§ **What is being asked**: Give back every entry, exactly as written.

§ **Data excerpts**:
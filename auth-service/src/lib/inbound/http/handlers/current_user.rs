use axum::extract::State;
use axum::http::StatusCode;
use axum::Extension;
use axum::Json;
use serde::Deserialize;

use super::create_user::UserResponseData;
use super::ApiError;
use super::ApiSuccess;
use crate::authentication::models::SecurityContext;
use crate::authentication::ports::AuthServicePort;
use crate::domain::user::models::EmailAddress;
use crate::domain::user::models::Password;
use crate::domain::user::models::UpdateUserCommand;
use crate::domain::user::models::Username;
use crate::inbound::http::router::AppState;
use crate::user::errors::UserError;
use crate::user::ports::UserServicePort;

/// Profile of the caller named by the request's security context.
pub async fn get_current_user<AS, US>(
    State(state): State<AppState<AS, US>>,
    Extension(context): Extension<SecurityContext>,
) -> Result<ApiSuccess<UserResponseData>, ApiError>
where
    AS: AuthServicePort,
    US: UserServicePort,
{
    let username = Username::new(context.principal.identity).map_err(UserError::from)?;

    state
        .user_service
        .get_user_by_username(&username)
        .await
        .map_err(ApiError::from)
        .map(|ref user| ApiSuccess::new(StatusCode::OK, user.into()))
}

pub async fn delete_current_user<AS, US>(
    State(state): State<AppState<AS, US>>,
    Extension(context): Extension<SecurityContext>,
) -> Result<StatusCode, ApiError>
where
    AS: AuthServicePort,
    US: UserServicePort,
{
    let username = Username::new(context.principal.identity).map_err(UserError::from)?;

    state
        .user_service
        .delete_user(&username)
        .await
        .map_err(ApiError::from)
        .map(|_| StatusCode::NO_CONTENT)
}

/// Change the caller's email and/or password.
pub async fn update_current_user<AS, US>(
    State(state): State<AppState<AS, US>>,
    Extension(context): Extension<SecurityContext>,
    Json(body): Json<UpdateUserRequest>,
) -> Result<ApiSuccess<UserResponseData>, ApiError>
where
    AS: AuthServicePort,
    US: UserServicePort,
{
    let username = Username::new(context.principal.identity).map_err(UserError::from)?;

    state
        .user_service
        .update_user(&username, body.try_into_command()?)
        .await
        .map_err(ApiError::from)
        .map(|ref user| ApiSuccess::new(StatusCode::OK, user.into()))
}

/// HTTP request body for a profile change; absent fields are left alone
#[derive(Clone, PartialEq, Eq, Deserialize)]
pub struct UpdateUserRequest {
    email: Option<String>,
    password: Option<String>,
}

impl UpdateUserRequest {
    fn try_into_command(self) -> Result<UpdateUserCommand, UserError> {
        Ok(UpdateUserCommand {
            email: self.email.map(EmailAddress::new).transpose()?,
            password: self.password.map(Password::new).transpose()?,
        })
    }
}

§ **Your solution**:
filename auth-service/src/lib/inbound/http/handlers/current_user.rs
use axum::extract::State;
use axum::http::StatusCode;
use axum::Extension;
use axum::Json;
use serde::Deserialize;

use super::create_user::UserResponseData;
use super::ApiError;
use super::ApiSuccess;
use crate::authentication::models::SecurityContext;
use crate::authentication::ports::AuthServicePort;
use crate::domain::user::models::EmailAddress;
use crate::domain::user::models::Password;
use crate::domain::user::models::UpdateUserCommand;
use crate::domain::user::models::Username;
use crate::inbound::http::router::AppState;
use crate::user::errors::UserError;
use crate::user::ports::UserServicePort;

/// Profile of the caller named by the request's security context.
pub async fn get_current_user<AS, US>(
    State(state): State<AppState<AS, US>>,
    Extension(context): Extension<SecurityContext>,
) -> Result<ApiSuccess<UserResponseData>, ApiError>
where
    AS: AuthServicePort,
    US: UserServicePort,
{
    let username = Username::new(context.principal.identity).map_err(UserError::from)?;

    state
        .user_service
        .get_user_by_username(&username)
        .await
        .map_err(ApiError::from)
        .map(|ref user| ApiSuccess::new(StatusCode::OK, user.into()))
}

pub async fn delete_current_user<AS, US>(
    State(state): State<AppState<AS, US>>,
    Extension(context): Extension<SecurityContext>,
) -> Result<StatusCode, ApiError>
where
    AS: AuthServicePort,
    US: UserServicePort,
{
    let username = Username::new(context.principal.identity).map_err(UserError::from)?;

    state
        .user_service
        .delete_user(&username)
        .await
        .map_err(ApiError::from)
        .map(|_| StatusCode::NO_CONTENT)
}

/// Change the caller's email and/or password.
pub async fn update_current_user<AS, US>(
    State(state): State<AppState<AS, US>>,
    Extension(context): Extension<SecurityContext>,
    Json(body): Json<UpdateUserRequest>,
) -> Result<ApiSuccess<UserResponseData>, ApiError>
where
    AS: AuthServicePort,
    US: UserServicePort,
{
    let username = Username::new(context.principal.identity).map_err(UserError::from)?;

    state
        .user_service
        .update_user(&username, body.try_into_command()?)
        .await
        .map_err(ApiError::from)
        .map(|ref user| ApiSuccess::new(StatusCode::OK, user.into()))
}

/// HTTP request body for a profile change; absent fields are left alone
#[derive(Clone, PartialEq, Eq, Deserialize)]
pub struct UpdateUserRequest {
    email: Option<String>,
    password: Option<String>,
}

impl UpdateUserRequest {
    fn try_into_command(self) -> Result<UpdateUserCommand, UserError> {
        Ok(UpdateUserCommand {
            email: self.email.map(EmailAddress::new).transpose()?,
            password: self.password.map(Password::new).transpose()?,
        })
    }
}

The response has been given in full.